What to work on: Copy out all lines bearing the word "Deserialize" from the listing below.

Provided records:
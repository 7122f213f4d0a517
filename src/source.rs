//! Document sources
//!
//! Each source pulls documents out of one input file format and yields
//! `(primary key, content)` pairs for the indexer. A document the source
//! cannot make sense of is logged and skipped; only I/O failures stop the
//! stream.

use std::collections::HashMap;
use std::io::BufRead;

use log::warn;
use serde::Deserialize;

use crate::error::Result;

/// A parsed document ready for tokenization.
#[derive(Debug, Clone)]
pub struct Document {
    /// External primary key (e.g. a TREC DOCNO).
    pub key: String,
    /// Text content to be indexed.
    pub text: String,
}

impl Document {
    pub fn new(key: impl Into<String>, text: impl Into<String>) -> Self {
        Self {
            key: key.into(),
            text: text.into(),
        }
    }
}

/// A document that arrives pre-weighted (JSON-uniCOIL): term weights are
/// stored impacts, so the quantizer is bypassed.
#[derive(Debug, Clone)]
pub struct VectorDocument {
    pub key: String,
    pub weights: Vec<(String, u32)>,
}

/// TREC-format documents: `<DOC>` ... `</DOC>` with the primary key between
/// `<DOCNO>` tags. Markup is stripped before the text reaches the tokenizer.
pub struct TrecSource<R: BufRead> {
    reader: R,
    line: String,
}

impl<R: BufRead> TrecSource<R> {
    pub fn new(reader: R) -> Self {
        Self {
            reader,
            line: String::new(),
        }
    }

    fn next_line(&mut self) -> Result<bool> {
        self.line.clear();
        Ok(self.reader.read_line(&mut self.line)? != 0)
    }
}

impl<R: BufRead> Iterator for TrecSource<R> {
    type Item = Result<Document>;

    fn next(&mut self) -> Option<Self::Item> {
        // Scan forward to the next <DOC>.
        loop {
            match self.next_line() {
                Ok(false) => return None,
                Ok(true) if self.line.contains("<DOC>") => break,
                Ok(true) => continue,
                Err(e) => return Some(Err(e)),
            }
        }
        // Accumulate until </DOC>.
        let mut body = String::new();
        loop {
            match self.next_line() {
                Ok(false) => {
                    warn!("input ended inside a <DOC>; dropping the partial document");
                    return None;
                }
                Ok(true) if self.line.contains("</DOC>") => break,
                Ok(true) => body.push_str(&self.line),
                Err(e) => return Some(Err(e)),
            }
        }

        let key = match extract_between(&body, "<DOCNO>", "</DOCNO>") {
            Some(key) => key.trim().to_string(),
            None => {
                warn!("document without a <DOCNO>; skipped");
                return self.next();
            }
        };
        Some(Ok(Document::new(key, strip_tags(&body))))
    }
}

fn extract_between<'a>(text: &'a str, open: &str, close: &str) -> Option<&'a str> {
    let start = text.find(open)? + open.len();
    let end = text[start..].find(close)? + start;
    Some(&text[start..end])
}

/// Replace `<...>` spans with spaces so tag names never reach the tokenizer.
fn strip_tags(text: &str) -> String {
    let mut out = String::with_capacity(text.len());
    let mut in_tag = false;
    for c in text.chars() {
        match c {
            '<' => {
                in_tag = true;
                out.push(' ');
            }
            '>' => in_tag = false,
            _ if !in_tag => out.push(c),
            _ => {}
        }
    }
    out
}

/// FASTA records: a `>` header line holding the primary key, then sequence
/// lines. The indexer cuts the sequence into k-mers.
pub struct FastaSource<R: BufRead> {
    reader: R,
    pending_key: Option<String>,
    line: String,
}

impl<R: BufRead> FastaSource<R> {
    pub fn new(reader: R) -> Self {
        Self {
            reader,
            pending_key: None,
            line: String::new(),
        }
    }
}

impl<R: BufRead> Iterator for FastaSource<R> {
    type Item = Result<Document>;

    fn next(&mut self) -> Option<Self::Item> {
        let mut key = self.pending_key.take();
        let mut sequence = String::new();
        loop {
            self.line.clear();
            match self.reader.read_line(&mut self.line) {
                Ok(0) => {
                    return key.map(|key| Ok(Document::new(key, sequence)));
                }
                Ok(_) => {
                    let line = self.line.trim_end();
                    if let Some(header) = line.strip_prefix('>') {
                        let next_key = header
                            .split_whitespace()
                            .next()
                            .unwrap_or(header)
                            .to_string();
                        match key.take() {
                            Some(done) => {
                                self.pending_key = Some(next_key);
                                return Some(Ok(Document::new(done, sequence)));
                            }
                            None => key = Some(next_key),
                        }
                    } else if key.is_some() {
                        sequence.push_str(line.trim());
                    }
                }
                Err(e) => return Some(Err(e.into())),
            }
        }
    }
}

#[derive(Deserialize)]
struct UnicoilRecord {
    id: String,
    vector: HashMap<String, f64>,
}

/// JSON-uniCOIL lines: `{"id": "0", "vector": {"term": 94}}`. Weights map
/// straight onto stored impacts, clamped to the 16-bit range.
pub struct UnicoilSource<R: BufRead> {
    reader: R,
    line: String,
}

impl<R: BufRead> UnicoilSource<R> {
    pub fn new(reader: R) -> Self {
        Self {
            reader,
            line: String::new(),
        }
    }
}

impl<R: BufRead> Iterator for UnicoilSource<R> {
    type Item = Result<VectorDocument>;

    fn next(&mut self) -> Option<Self::Item> {
        loop {
            self.line.clear();
            match self.reader.read_line(&mut self.line) {
                Ok(0) => return None,
                Ok(_) => {
                    let line = self.line.trim();
                    if line.is_empty() {
                        continue;
                    }
                    match serde_json::from_str::<UnicoilRecord>(line) {
                        Ok(record) => {
                            let weights = record
                                .vector
                                .into_iter()
                                .filter(|&(_, weight)| weight >= 1.0)
                                .map(|(term, weight)| {
                                    (term, (weight.round() as u32).min(u16::MAX as u32))
                                })
                                .collect();
                            return Some(Ok(VectorDocument {
                                key: record.id,
                                weights,
                            }));
                        }
                        Err(e) => {
                            warn!("unparsable uniCOIL line skipped: {e}");
                            continue;
                        }
                    }
                }
                Err(e) => return Some(Err(e.into())),
            }
        }
    }
}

Your response:
use serde::Deserialize;
#[derive(Deserialize)]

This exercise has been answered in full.